In fact, the reverse seems to be the case, as we report in elsewhere
in this issue. New research affirms prior indications that many
Americans – especially darker skinned people – lack sufficient
Vitamin D-generating (hence cancer-curbing) sun exposure.
The hypothesis that moderate sun exposure curbs cancer risks rests
on abundant evidence that Vitamin D probably ranks among the most
powerful anti-cancer factors in the human body.
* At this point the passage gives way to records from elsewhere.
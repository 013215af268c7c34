use std::net::SocketAddr;

use anyhow::Context;
use axum::http::{header, HeaderValue, Method};
use tower_http::cors::{AllowOrigin, CorsLayer};
use tower_http::trace::TraceLayer;
use tracing_subscriber::EnvFilter;

use expense_server::config::Config;
use expense_server::db;
use expense_server::routes::{create_router, AppState};
use expense_server::services::directory;

#[tokio::main]
async fn main() -> anyhow::Result<()> {
    dotenvy::dotenv().ok();

    // Initialize tracing
    let filter = EnvFilter::try_from_default_env()
        .unwrap_or_else(|_| EnvFilter::new("expense_server=debug,tower_http=debug"));
    if std::env::var("LOG_FORMAT").is_ok_and(|format| format == "json") {
        tracing_subscriber::fmt().with_env_filter(filter).json().init();
    } else {
        tracing_subscriber::fmt().with_env_filter(filter).init();
    }

    let config = Config::from_env()?;
    let port = config.server_port;

    let pool = db::create_pool(&config.sqlite_path)?;
    tracing::info!("Database initialized at {}", config.sqlite_path);

    if let Some(seed) = &config.admin {
        directory::ensure_admin(&pool, seed).context("Failed to seed admin account")?;
    }

    let origins = config
        .cors_origins
        .iter()
        .map(|origin| origin.parse::<HeaderValue>())
        .collect::<Result<Vec<_>, _>>()
        .context("CORS_ORIGINS contains an invalid origin")?;
    let cors = CorsLayer::new()
        .allow_origin(AllowOrigin::list(origins))
        .allow_methods([Method::GET, Method::POST, Method::PUT, Method::DELETE, Method::OPTIONS])
        .allow_headers([header::CONTENT_TYPE, header::COOKIE])
        .allow_credentials(true);

    let state = AppState {
        db: pool,
        config: config.clone(),
    };
    let app = create_router(state)
        .layer(TraceLayer::new_for_http())
        .layer(cors);

    let addr = format!("0.0.0.0:{port}");
    tracing::info!("expense-server listening on {addr}");

    let listener = tokio::net::TcpListener::bind(&addr)
        .await
        .with_context(|| format!("Failed to bind {addr}"))?;

    // Peer addresses feed the per-IP rate limiter
    axum::serve(
        listener,
        app.into_make_service_with_connect_info::<SocketAddr>(),
    )
    .await
    .context("Server failed")?;

    Ok(())
}
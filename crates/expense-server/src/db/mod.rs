mod migrations;

use anyhow::Context;
use r2d2::Pool;
use r2d2_sqlite::SqliteConnectionManager;
use rusqlite::OpenFlags;
use std::path::Path;

pub type DbPool = Pool<SqliteConnectionManager>;

/// Format used for every stored timestamp. Lexicographic order equals time order.
pub const TIMESTAMP_FORMAT: &str = "%Y-%m-%dT%H:%M:%S%.3fZ";

pub fn timestamp() -> String {
    chrono::Utc::now().format(TIMESTAMP_FORMAT).to_string()
}

pub fn create_pool(sqlite_path: &str) -> anyhow::Result<DbPool> {
    if let Some(parent) = Path::new(sqlite_path).parent() {
        std::fs::create_dir_all(parent).context("Failed to create database directory")?;
    }

    let manager = SqliteConnectionManager::file(sqlite_path)
        .with_flags(
            OpenFlags::SQLITE_OPEN_READ_WRITE
                | OpenFlags::SQLITE_OPEN_CREATE
                | OpenFlags::SQLITE_OPEN_FULL_MUTEX,
        )
        .with_init(|conn| {
            conn.execute_batch(
                "PRAGMA journal_mode = WAL;
                 PRAGMA foreign_keys = ON;
                 PRAGMA busy_timeout = 5000;",
            )
        });

    let pool = Pool::builder()
        .max_size(10)
        .build(manager)
        .context("Failed to create database pool")?;

    let conn = pool.get().context("Failed to get connection for migrations")?;
    migrations::run(&conn).context("Failed to run migrations")?;

    Ok(pool)
}
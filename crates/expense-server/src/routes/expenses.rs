use axum::{
    body::Bytes,
    extract::{Path, State},
    http::StatusCode,
    Json,
};
use serde::Deserialize;
use serde_json::{json, Value};

use crate::auth::guard::{EmployeeCaller, ManagerCaller};
use crate::error::{AppError, AppResult};
use crate::models::{Decision, Expense};
use crate::routes::{AppState, JsonBody};
use crate::services::expenses::{self, ExpenseSubmission};

#[derive(Debug, Default, Deserialize)]
#[serde(default)]
struct DecisionRequest {
    comment: Option<String>,
}

pub async fn submit(
    caller: EmployeeCaller,
    State(state): State<AppState>,
    JsonBody(body): JsonBody<ExpenseSubmission>,
) -> AppResult<(StatusCode, Json<Value>)> {
    let expense = expenses::submit(&state.db, &caller.employee_id, &body)?;
    Ok((
        StatusCode::CREATED,
        Json(json!({ "message": "Expense submitted", "expense": expense })),
    ))
}

pub async fn mine(
    caller: EmployeeCaller,
    State(state): State<AppState>,
) -> AppResult<Json<Vec<Expense>>> {
    Ok(Json(expenses::list_mine(&state.db, &caller.employee_id)?))
}

pub async fn pending(
    caller: ManagerCaller,
    State(state): State<AppState>,
) -> AppResult<Json<Vec<Expense>>> {
    Ok(Json(expenses::list_pending(&state.db, &caller.manager_id)?))
}

pub async fn processed(
    caller: ManagerCaller,
    State(state): State<AppState>,
) -> AppResult<Json<Vec<Expense>>> {
    Ok(Json(expenses::list_processed(&state.db, &caller.manager_id)?))
}

pub async fn approve(
    caller: ManagerCaller,
    State(state): State<AppState>,
    Path(id): Path<String>,
    body: Bytes,
) -> AppResult<Json<Value>> {
    decide(&state, &caller, &id, Decision::Approve, &body)
}

pub async fn reject(
    caller: ManagerCaller,
    State(state): State<AppState>,
    Path(id): Path<String>,
    body: Bytes,
) -> AppResult<Json<Value>> {
    decide(&state, &caller, &id, Decision::Reject, &body)
}

fn decide(
    state: &AppState,
    caller: &ManagerCaller,
    expense_id: &str,
    decision: Decision,
    body: &Bytes,
) -> AppResult<Json<Value>> {
    // The comment body is optional; an empty request means no comment
    let request: DecisionRequest = if body.iter().all(u8::is_ascii_whitespace) {
        DecisionRequest::default()
    } else {
        serde_json::from_slice(body).map_err(|_| AppError::Validation(vec!["comment".into()]))?
    };

    let expense = expenses::decide(
        &state.db,
        expense_id,
        &caller.manager_id,
        decision,
        request.comment,
    )?;
    let message = match decision {
        Decision::Approve => "Expense approved",
        Decision::Reject => "Expense rejected",
    };
    Ok(Json(json!({ "message": message, "expense": expense })))
}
A summer-season ad campaign from the American Cancer Society defies
the growing consensus concerning the causes of fatal skin cancers.
Sunscreen is certainly useful for preventing sunburn, which may be
responsible for a small percentage of the relatively small number of
fatal skin cancers that occur annually in the US.
Only fair-skinned people seem to run a substantial risk of
developing skin cancer in response to the kind of daylong sun
exposure hunting, gathering, and farming humans experienced
throughout millennia of evolution, until very recently.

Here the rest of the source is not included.